The Trauma TIP endorses a trauma-informed care (TIC) model. This model emphasizes the need for behavioral health practitioners and organizations to recognize the prevalence of trauma and its pervasive impact on the lives of the people they serve and to develop trauma-sensitive or trauma-responsive services. It provides key information to help behavioral health practitioners and program administrators become trauma aware and trauma informed, improve screening and assessment processes, and use science-informed intervention strategies across settings. Trauma-informed services may include trauma-specific services and may involve trauma specialists (individuals with advanced training and education to provide specific treatment interventions to address traumatic stress reactions). TIC anticipates the role that trauma can play across the continuum of care-actively establishing integrated and/or collaborative processes to address the needs of traumatized individuals and communities.

Trauma TIP Concepts

Main concepts from the Trauma TIP include:

  • Becoming trauma aware and knowledgeable about the impact and consequences of traumatic experiences for individuals, families, and communities.
  • Evaluating and initiating use of appropriate trauma-related screening and assessment tools.
  • Approaching interventions from a collaborative strengths-based approach that acknowledges the resilience of trauma survivors.
  • Learning the core principles and practices that reflect TIC.
  • Anticipating the need for specific trauma-informed treatment planning strategies that support the individual’s recovery.
  • Decreasing the inadvertent retraumatization that can occur from using standard organizational policies, procedures, and interventions with individuals, including clients and staff members, who have experienced trauma or are exposed to secondary trauma.
  • Building a trauma-informed organization by incorporating specific strategies across each level of the organization, including universal screening and assessment procedures for trauma; interagency and intra-agency collaboration to secure trauma-specific services as appropriate; referral agreements and networks to match clients’ needs; mission and value statements endorsing the importance of trauma recognition; consumer- and community-supported committees and trauma response teams; and program policies and procedures that ensure trauma recognition and secure trauma-informed practices, trauma-specific services, and prevention of retraumatization.
  • Building a trauma-informed workforce that includes in-depth training to enhance understanding of the impact of trauma on individuals and among providers (i.e., secondary traumatization); screening, assessment, and referral processes; and other trauma-specific counselor competencies and ethics.

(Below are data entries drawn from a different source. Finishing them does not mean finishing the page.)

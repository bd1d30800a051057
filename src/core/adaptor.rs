//! Adaptors: directed data-flow edges between task ports.

use serde::{Deserialize, Serialize};
use serde_json::json;

use super::ids::{AdaptorId, TaskId};
use super::port::PortData;
use super::state::State;

/// One end of an adaptor.
#[derive(Debug, Clone, PartialEq, Eq, Hash, Serialize, Deserialize)]
pub struct Endpoint {
    pub task: TaskId,
    pub port: String,
}

impl Endpoint {
    pub fn new(task: TaskId, port: impl Into<String>) -> Self {
        Self {
            task,
            port: port.into(),
        }
    }
}

impl std::fmt::Display for Endpoint {
    fn fmt(&self, f: &mut std::fmt::Formatter<'_>) -> std::fmt::Result {
        write!(f, "{}.{}", self.task.short(), self.port)
    }
}

/// Serializable description of a transform.
#[derive(Debug, Clone, PartialEq, Serialize, Deserialize)]
pub struct TransformSpec {
    pub kind: String,
    #[serde(default)]
    pub config: serde_json::Value,
}

impl TransformSpec {
    pub fn new(kind: impl Into<String>, config: serde_json::Value) -> Self {
        Self {
            kind: kind.into(),
            config,
        }
    }

    pub fn identity() -> Self {
        Self::new(Identity::KIND, serde_json::Value::Null)
    }
}

impl Default for TransformSpec {
    fn default() -> Self {
        Self::identity()
    }
}

/// Pluggable conversion applied when an adaptor fires.
pub trait Transform: Send + std::fmt::Debug {
    fn kind(&self) -> &str;

    fn config(&self) -> serde_json::Value {
        serde_json::Value::Null
    }

    /// Produce the payload for the target port. `Ok(None)` clears it.
    fn apply(
        &self,
        input: Option<&PortData>,
        source_state: State,
    ) -> std::result::Result<Option<PortData>, String>;
}

/// Passes the source payload through unchanged.
#[derive(Debug, Default)]
pub struct Identity;

impl Identity {
    pub const KIND: &'static str = "identity";
}

impl Transform for Identity {
    fn kind(&self) -> &str {
        Self::KIND
    }

    fn apply(&self, input: Option<&PortData>, _: State) -> std::result::Result<Option<PortData>, String> {
        Ok(input.cloned())
    }
}

/// Passes the payload only once the source task is completed.
#[derive(Debug, Default)]
pub struct WhenCompleted;

impl WhenCompleted {
    pub const KIND: &'static str = "when_completed";
}

impl Transform for WhenCompleted {
    fn kind(&self) -> &str {
        Self::KIND
    }

    fn apply(
        &self,
        input: Option<&PortData>,
        source_state: State,
    ) -> std::result::Result<Option<PortData>, String> {
        if source_state == State::Completed {
            Ok(input.cloned())
        } else {
            Ok(None)
        }
    }
}

/// Re-tags the payload with a different role/type name.
#[derive(Debug)]
pub struct Retag {
    pub type_name: String,
}

impl Retag {
    pub const KIND: &'static str = "retag";
}

impl Transform for Retag {
    fn kind(&self) -> &str {
        Self::KIND
    }

    fn config(&self) -> serde_json::Value {
        json!({ "type_name": self.type_name })
    }

    fn apply(&self, input: Option<&PortData>, _: State) -> std::result::Result<Option<PortData>, String> {
        Ok(input.map(|d| PortData::new(self.type_name.clone(), d.value.clone())))
    }
}

/// Emits the source state as the payload.
#[derive(Debug, Default)]
pub struct StateSignal;

impl StateSignal {
    pub const KIND: &'static str = "state";
}

impl Transform for StateSignal {
    fn kind(&self) -> &str {
        Self::KIND
    }

    fn apply(&self, _: Option<&PortData>, source_state: State) -> std::result::Result<Option<PortData>, String> {
        let value = serde_json::to_value(source_state).map_err(|e| e.to_string())?;
        Ok(Some(PortData::new("state", value)))
    }
}

/// Request to create an adaptor.
#[derive(Debug, Clone)]
pub struct AdaptorSpec {
    pub source: Endpoint,
    pub target: Endpoint,
    pub transform: TransformSpec,
    pub enabled: bool,
}

impl AdaptorSpec {
    pub fn new(source: Endpoint, target: Endpoint) -> Self {
        Self {
            source,
            target,
            transform: TransformSpec::identity(),
            enabled: true,
        }
    }

    pub fn with_transform(mut self, transform: TransformSpec) -> Self {
        self.transform = transform;
        self
    }

    pub fn disabled(mut self) -> Self {
        self.enabled = false;
        self
    }
}

/// A live edge owned by the manager.
#[derive(Debug)]
pub struct Adaptor {
    pub(crate) id: AdaptorId,
    pub(crate) seq: u64,
    pub(crate) source: Endpoint,
    pub(crate) target: Endpoint,
    pub(crate) transform: Box<dyn Transform>,
    pub(crate) enabled: bool,
}

impl Adaptor {
    pub fn id(&self) -> AdaptorId {
        self.id
    }

    /// Creation sequence; sibling adaptors fire in this order by default.
    pub fn seq(&self) -> u64 {
        self.seq
    }

    pub fn source(&self) -> &Endpoint {
        &self.source
    }

    pub fn target(&self) -> &Endpoint {
        &self.target
    }

    pub fn is_enabled(&self) -> bool {
        self.enabled
    }

    pub fn transform(&self) -> &dyn Transform {
        self.transform.as_ref()
    }

    pub fn transform_spec(&self) -> TransformSpec {
        TransformSpec::new(self.transform.kind(), self.transform.config())
    }
}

“It’s hard to believe that when I worked in mental health crisis centers we rarely inquired about trauma,” said Larke N. Huang, Ph.D., Director of SAMHSA’s Office of Behavioral Health Equity and SAMHSA’s lead for the Strategic Initiative on Trauma and Justice. “Now we better understand the centrality of trauma in behavioral health conditions. We recognize the need for a workforce trained in trauma-specific interventions that can be offered in settings that are grounded in a trauma-informed approach and guided by the voices of people with lived experiences of trauma. ”

References

Hopper, E. K., Bassuk, E. L., and Olivet, J. (2010). Shelter from the storm: Trauma-informed care in homelessness services settings. The Open Health Services and Policy Journal, 3, 80-100.